Timing is everything. Smith, now with nine starts made in the middle of a pandemic under his belt, feels comfortable with his role and responsibilities in Brent Pry’s defense.
‘I’ve been in this system for awhile, so I know multiple linebacker positions,’ Smith said. ‘Now I’m just trying to have fun with it. I now know what to do on the field and I’m not thinking about it first. That’s what has led to me playing the way I am now.’
WHERE IT’S HEADED
With Smith on Saturday night, I had in the final question of his post-game interview on Zoom after what turned out to be the final game of the season — and the latest game ever played in Bever Stadium. I asked him what he learned about his personal transformation, going from tackleless in Indiana to sackmeister against Illinois.
The direction he took his answer was surprising.
Smith not only looked at the distance traveled in the 57 days and nine games from season-opener to season-ender in a truncated and occasionally-troubling season. He peered to what’s beyond his time at Penn State.

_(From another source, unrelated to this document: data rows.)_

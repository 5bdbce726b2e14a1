use serde::{Deserialize, Serialize};
use utoipa::ToSchema;
use uuid::Uuid;
use validator::Validate;

#[derive(Debug, Clone, Serialize, Deserialize, Validate, ToSchema)]
pub struct ToggleChecklistCommand {
    #[serde(default)]
    pub job_id: Uuid,
    #[validate(length(min = 1, max = 64))]
    pub step_code: String,
    pub item_index: usize,
    pub checked: bool,
    /// Photo evidence for the item, replacing previously attached urls.
    #[serde(default)]
    pub photo_urls: Option<Vec<String>>,
    #[serde(default)]
    pub note: Option<String>,
}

In fact, that time could be short.
A true sophomore, Smith retains three more seasons of eligibility if he wants them, since the 2020 season is a bonus, a mulligan gift from the NCAA. Conversely, the 2021 season — which begins in 37 weeks in Madison, Wisconsin, for the Nittany Lions — could be his last, since it will be is third year at Penn State and thus eligible to declare for the NFL.
The pandemic has magnified everything, and has caused many people to reflect on their career goals and priorities. Smith, who saw Parsons opt out and declare for the NFL and millions of dollars after just two seasons and 13 starts at Penn State, included. (Memo to CJF: The possibility was his idea, not mine.)
‘Really, it’s been about me just understanding where I want to be in the next two or one or two years,’ Smith shared. ‘That’s definitely the biggest thing for me as far as my mindset for that.
‘I know that my responsibilities on the field have to be within the framework of the defense. But I also understand that I want to take care of my family and make sure that everyone is fine. I want to see a smile on everybody’s face. That’s really what my goal is.’